Segundo Baptistini, "diante do tamanho da crise que enfrentamos, a salvação dos biomas e o futuro do Brasil reclamam um pacto em favor do ambiente". Porém ele avalia que a situação política atual impede que isso se concretize.
"O baixo nível do debate mergulhou a política em temas de curto prazo e inviabilizou, por motivos que vão desde o avanço das redes sociais até a baixa qualidade das lideranças, a democracia e a produção de consensos sobre o destino. Assim, sentimos a aproximação do desastre, e parece que nos faltam os meios para evitá-lo. É do que se nutrem a crise e o extremismo", avalia.

Oposição explora o tema de maneira política

Alguns parlamentares da oposição apresentaram propostas mirando membros do alto escalão do governo federal, como a ministra do Meio Ambiente, Marina Silva, de quem cobram explicações.
Segundo Brandão, isso ocorre porque "a oposição não deixaria passar uma falha tão evidente em um governo que se elegeu sob a bandeira ambiental e prometeu reverter os anos de descaso do governo Bolsonaro nessa área".
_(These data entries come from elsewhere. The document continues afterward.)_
//! Maskroom wire model
//!
//! Types for everything that crosses the relay: the [`Envelope`] wrapping
//! either an encrypted message or a control signal, and the inner [`Payload`]
//! that exists only in plaintext form on the two ends of the channel.
//!
//! # Wire format
//!
//! The transport carries UTF-8 JSON text frames, one object per frame, tagged
//! by a `type` field:
//!
//! ```text
//! {"type":"cipher","iv":[..12 bytes..],"ciphertext":[..],"ttl":60,"ts":1700000000000}
//! {"type":"dust"}
//! ```
//!
//! The relay may inspect `type`, `ttl`, and `ts` for routing and diagnostics.
//! It never sees plaintext: message content only enters an envelope as
//! AEAD ciphertext, and unknown `type` values decode to an ignorable variant
//! so the protocol can grow without breaking old peers.

#![forbid(unsafe_code)]
#![deny(missing_docs)]

mod envelope;
mod room;

pub use envelope::{Envelope, Payload, WireError};
pub use room::RoomId;
// Copyright 2025-Present Uplift, Inc.
// SPDX-License-Identifier: Apache-2.0

//! Unbuffered processor that delivers every event on the calling task.

use std::sync::Arc;

use async_trait::async_trait;
use tracing::{debug, error};

use crate::builder::PayloadBuilder;
use crate::dispatcher::EventDispatcher;
use crate::event::UserEvent;
use crate::notification::{Notifier, LOG_EVENT_TOPIC};

use super::EventProcessor;

/// Forwards each event as a one-element batch, synchronously on the
/// calling task. No background worker, no batching window; dispatch
/// failures are logged and swallowed.
pub struct ForwardingProcessor {
    builder: Arc<dyn PayloadBuilder>,
    dispatcher: Arc<dyn EventDispatcher>,
    notifier: Option<Arc<dyn Notifier>>,
}

impl ForwardingProcessor {
    pub fn new(
        builder: Arc<dyn PayloadBuilder>,
        dispatcher: Arc<dyn EventDispatcher>,
        notifier: Option<Arc<dyn Notifier>>,
    ) -> Self {
        ForwardingProcessor {
            builder,
            dispatcher,
            notifier,
        }
    }
}

#[async_trait]
impl EventProcessor for ForwardingProcessor {
    async fn process(&self, event: UserEvent) {
        if let Err(e) = event.validate() {
            error!("dropping malformed event: {e}");
            return;
        }
        debug!("received user event {}", event.uuid());

        let batch = [event];
        let payload = match self.builder.build_request(&batch) {
            Ok(payload) => payload,
            Err(e) => {
                error!("failed to encode event: {e}");
                return;
            }
        };

        if let Some(notifier) = &self.notifier {
            notifier.notify(LOG_EVENT_TOPIC, &payload);
        }
        if let Err(e) = self.dispatcher.dispatch(&payload).await {
            error!("error dispatching event to {}: {e}", payload.url);
        }
    }
}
"As críticas da oposição parecem visar mais semear desconfiança e questionar a competência do governo do que demonstrar uma real preocupação com as queimadas, até porque grande parte dos eleitores oposicionistas não prioriza essa pauta."

No entanto, ele acrescenta que no exterior o impacto na imagem do Brasil será limitado por conta do prestígio internacional de Marina Silva e da consciência de outros países de que se trata de um fenômeno global, intensificado pelas mudanças climáticas.
"Os agentes externos tendem a focar a postura do presidente Lula e de seus ministros, especialmente da ministra do Meio Ambiente, Marina Silva. Como a retórica do governo federal tem sido de combate às queimadas ilegais e de conscientização sobre os efeitos nocivos do aquecimento global, creio que a crítica externa será menos intensa do que durante o governo Bolsonaro, quando a situação era oposta."
Já Baptistini considera que as queimadas colocaram o Brasil "no olho do furacão" no cenário internacional.
"A devastação do ambiente retira a legitimidade do governo Lula para cobrar apoio dos países ricos e, no limite, pode levar ao estabelecimento de sanções econômicas aos produtos agrícolas brasileiros. O futuro dirá."